| Exercise aim |
Below are records; reproduce exactly the lines from the first through the one containing "over the target".

Provided records Start Marker

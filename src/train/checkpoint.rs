//! Writing and reloading the experiment's model file

use std::path::{Path, PathBuf};

use crate::engine::TranslationEngine;
use crate::error::Result;
use crate::manifest::Experiment;
use crate::persistence::{data_dir, rotate_checkpoints, write_model_file};
use crate::vocab::Vocab;

/// Saves `<model_file>` plus engine parameters in `<model_file>.data/`.
#[derive(Debug)]
pub struct ModelCheckpoint<'a> {
    name: &'a str,
    experiment: &'a Experiment,
    model_file: PathBuf,
    keep: usize,
    saves: usize,
}

impl<'a> ModelCheckpoint<'a> {
    pub fn new(name: &'a str, experiment: &'a Experiment) -> Self {
        Self {
            name,
            experiment,
            model_file: PathBuf::from(&experiment.exp_global.model_file),
            keep: experiment.exp_global.save_num_checkpoints,
            saves: 0,
        }
    }

    pub fn model_file(&self) -> &Path {
        &self.model_file
    }

    /// Number of saves during this run.
    pub fn saves(&self) -> usize {
        self.saves
    }

    pub fn save(
        &mut self,
        engine: &dyn TranslationEngine,
        src_vocab: &Vocab,
        trg_vocab: &Vocab,
    ) -> Result<()> {
        rotate_checkpoints(&self.model_file, self.keep)?;
        write_model_file(
            &self.model_file,
            self.name,
            self.experiment,
            src_vocab.words(),
            trg_vocab.words(),
        )?;
        engine.save_params(&data_dir(&self.model_file))?;
        self.saves += 1;
        Ok(())
    }

    /// Restore the last saved parameters. Returns `false` when nothing was
    /// saved during this run.
    pub fn reload(&self, engine: &mut dyn TranslationEngine) -> Result<bool> {
        if self.saves == 0 {
            return Ok(false);
        }
        engine.load_params(&data_dir(&self.model_file))?;
        Ok(true)
    }
}
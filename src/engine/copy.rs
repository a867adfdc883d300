//! Baseline engine that copies source words into the target vocabulary.
//!
//! Every target token is scored with a uniform distribution over the target
//! vocabulary, so a sentence of `n` tokens has loss `n * ln |V|`.

use serde::{Deserialize, Serialize};
use std::collections::HashMap;
use std::fs;
use std::path::Path;

use super::{EngineError, EngineFactory, Hypothesis, SentencePair, TranslationEngine};
use crate::manifest::{DefaultTranslator, LossCalculator, SearchStrategy};
use crate::reader::Sentence;
use crate::vocab::{Vocab, WordId, ES, SS};

/// Parameter file name inside the engine's data directory.
pub const PARAMS_FILE: &str = "copy_engine.json";

#[derive(Debug, Clone, Default, PartialEq, Serialize, Deserialize)]
struct CopyParams {
    updates: u64,
    sentences: u64,
    learning_rate: f64,
    #[serde(default)]
    restarts: u64,
}

/// Copying baseline engine
#[derive(Debug, Clone)]
pub struct CopyEngine {
    src_to_trg: HashMap<WordId, WordId>,
    trg_unk: Option<WordId>,
    trg_size: usize,
    params: CopyParams,
}

impl CopyEngine {
    pub fn new(src_vocab: &Vocab, trg_vocab: &Vocab) -> Self {
        let src_to_trg = src_vocab
            .words()
            .iter()
            .enumerate()
            .filter_map(|(i, w)| {
                let trg = trg_vocab.words().iter().position(|t| t == w)?;
                Some((i as WordId, trg as WordId))
            })
            .collect();
        Self {
            src_to_trg,
            trg_unk: trg_vocab.unk_token(),
            trg_size: trg_vocab.len(),
            params: CopyParams::default(),
        }
    }

    fn token_loss(&self) -> f64 {
        (self.trg_size.max(2) as f64).ln()
    }

    /// Source words mapped into the target vocabulary, without `</s>`.
    fn copy(&self, src: &Sentence) -> Result<Vec<WordId>, EngineError> {
        src.iter()
            .filter(|&&id| id != SS && id != ES)
            .map(|id| match self.src_to_trg.get(id) {
                Some(&trg) => Ok(trg),
                None => self.trg_unk.ok_or(EngineError::MissingUnk),
            })
            .collect()
    }

    /// Fraction of reference positions the copy gets wrong.
    fn copy_risk(&self, pair: &SentencePair) -> Result<f64, EngineError> {
        let hyp = self.copy(&pair.src)?;
        let reference: Vec<WordId> = pair.trg.iter().copied().filter(|&id| id != ES).collect();
        if reference.is_empty() {
            return Ok(if hyp.is_empty() { 0.0 } else { 1.0 });
        }
        let matched = reference
            .iter()
            .zip(hyp.iter())
            .filter(|(r, h)| r == h)
            .count();
        Ok(1.0 - matched as f64 / reference.len() as f64)
    }

    pub fn updates(&self) -> u64 {
        self.params.updates
    }

    pub fn restarts(&self) -> u64 {
        self.params.restarts
    }
}

impl TranslationEngine for CopyEngine {
    fn train_batch(
        &mut self,
        batch: &[SentencePair],
        loss: &LossCalculator,
        learning_rate: f64,
    ) -> Result<f64, EngineError> {
        let total = match loss {
            LossCalculator::MleLoss(_) => batch
                .iter()
                .map(|p| self.calc_loss(&p.src, &p.trg))
                .sum::<Result<f64, _>>()?,
            LossCalculator::MinRiskLoss(_) => batch
                .iter()
                .map(|p| self.copy_risk(p))
                .sum::<Result<f64, _>>()?,
        };
        self.params.updates += 1;
        self.params.sentences += batch.len() as u64;
        self.params.learning_rate = learning_rate;
        Ok(total)
    }

    fn calc_loss(&self, _src: &Sentence, trg: &Sentence) -> Result<f64, EngineError> {
        Ok(trg.len() as f64 * self.token_loss())
    }

    fn generate(
        &self,
        src: &Sentence,
        search: &SearchStrategy,
        forced: Option<&Sentence>,
    ) -> Result<Hypothesis, EngineError> {
        let ids = match forced {
            Some(reference) => reference.clone(),
            None => {
                let mut ids = self.copy(src)?;
                ids.truncate(search.max_len().saturating_sub(1));
                ids.push(ES);
                ids
            }
        };
        let score = -(ids.len() as f64) * self.token_loss();
        Ok(Hypothesis { ids, score })
    }

    fn reset_optimizer(&mut self) {
        self.params.restarts += 1;
    }

    fn save_params(&self, dir: &Path) -> Result<(), EngineError> {
        fs::create_dir_all(dir).map_err(|source| EngineError::Io {
            path: dir.to_path_buf(),
            source,
        })?;
        let path = dir.join(PARAMS_FILE);
        let json = serde_json::to_string_pretty(&self.params).map_err(|e| EngineError::Params {
            path: path.clone(),
            message: e.to_string(),
        })?;
        fs::write(&path, json).map_err(|source| EngineError::Io { path, source })
    }

    fn load_params(&mut self, dir: &Path) -> Result<(), EngineError> {
        let path = dir.join(PARAMS_FILE);
        if !path.is_file() {
            return Err(EngineError::MissingParams {
                dir: dir.to_path_buf(),
            });
        }
        let text = fs::read_to_string(&path).map_err(|source| EngineError::Io {
            path: path.clone(),
            source,
        })?;
        self.params = serde_json::from_str(&text).map_err(|e| EngineError::Params {
            path,
            message: e.to_string(),
        })?;
        Ok(())
    }
}

/// Builds a [`CopyEngine`] for any model configuration.
#[derive(Debug, Clone, Copy, Default)]
pub struct CopyEngineFactory;

impl EngineFactory for CopyEngineFactory {
    fn build(
        &self,
        _model: &DefaultTranslator,
        src_vocab: &Vocab,
        trg_vocab: &Vocab,
    ) -> Result<Box<dyn TranslationEngine>, EngineError> {
        Ok(Box::new(CopyEngine::new(src_vocab, trg_vocab)))
    }
}
//! Training
//!
//! - `batcher`: length filtering and batch packing
//! - `patience`: best-score tracking, patience and learning-rate decay
//! - `checkpoint`: model file and engine parameter saving
//! - `regimen`: the `SimpleTrainingRegimen` epoch loop

mod batcher;
mod checkpoint;
mod patience;
mod regimen;

pub use batcher::{filter_pairs, group_updates, pack_batches, sent_len};
pub use checkpoint::ModelCheckpoint;
pub use patience::{CheckpointAction, PatienceTracker};
pub use regimen::{load_training_data, run_regimen, RegimenContext, TrainingSummary};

Provided records End Marker

| Result of this task |
filename src/train/checkpoint.rs
//! Writing and reloading the experiment's model file

use std::path::{Path, PathBuf};

use crate::engine::TranslationEngine;
use crate::error::Result;
use crate::manifest::Experiment;
use crate::persistence::{data_dir, rotate_checkpoints, write_model_file};
use crate::vocab::Vocab;

/// Saves `<model_file>` plus engine parameters in `<model_file>.data/`.
#[derive(Debug)]
pub struct ModelCheckpoint<'a> {
    name: &'a str,
    experiment: &'a Experiment,
    model_file: PathBuf,
    keep: usize,
    saves: usize,
}

impl<'a> ModelCheckpoint<'a> {
    pub fn new(name: &'a str, experiment: &'a Experiment) -> Self {
        Self {
            name,
            experiment,
            model_file: PathBuf::from(&experiment.exp_global.model_file),
            keep: experiment.exp_global.save_num_checkpoints,
            saves: 0,
        }
    }

    pub fn model_file(&self) -> &Path {
        &self.model_file
    }

    /// Number of saves during this run.
    pub fn saves(&self) -> usize {
        self.saves
    }

    pub fn save(
        &mut self,
        engine: &dyn TranslationEngine,
        src_vocab: &Vocab,
        trg_vocab: &Vocab,
    ) -> Result<()> {
        rotate_checkpoints(&self.model_file, self.keep)?;
        write_model_file(
            &self.model_file,
            self.name,
            self.experiment,
            src_vocab.words(),
            trg_vocab.words(),
        )?;
        engine.save_params(&data_dir(&self.model_file))?;
        self.saves += 1;
        Ok(())
    }

    /// Restore the last saved parameters. Returns `false` when nothing was
    /// saved during this run.
    pub fn reload(&self, engine: &mut dyn TranslationEngine) -> Result<bool> {
        if self.saves == 0 {
            return Ok(false);
        }
        engine.load_params(&data_dir(&self.model_file))?;
        Ok(true)
    }
}
filename src/engine/copy.rs
repository a867adfdc883d300
//! Baseline engine that copies source words into the target vocabulary.
//!
//! Every target token is scored with a uniform distribution over the target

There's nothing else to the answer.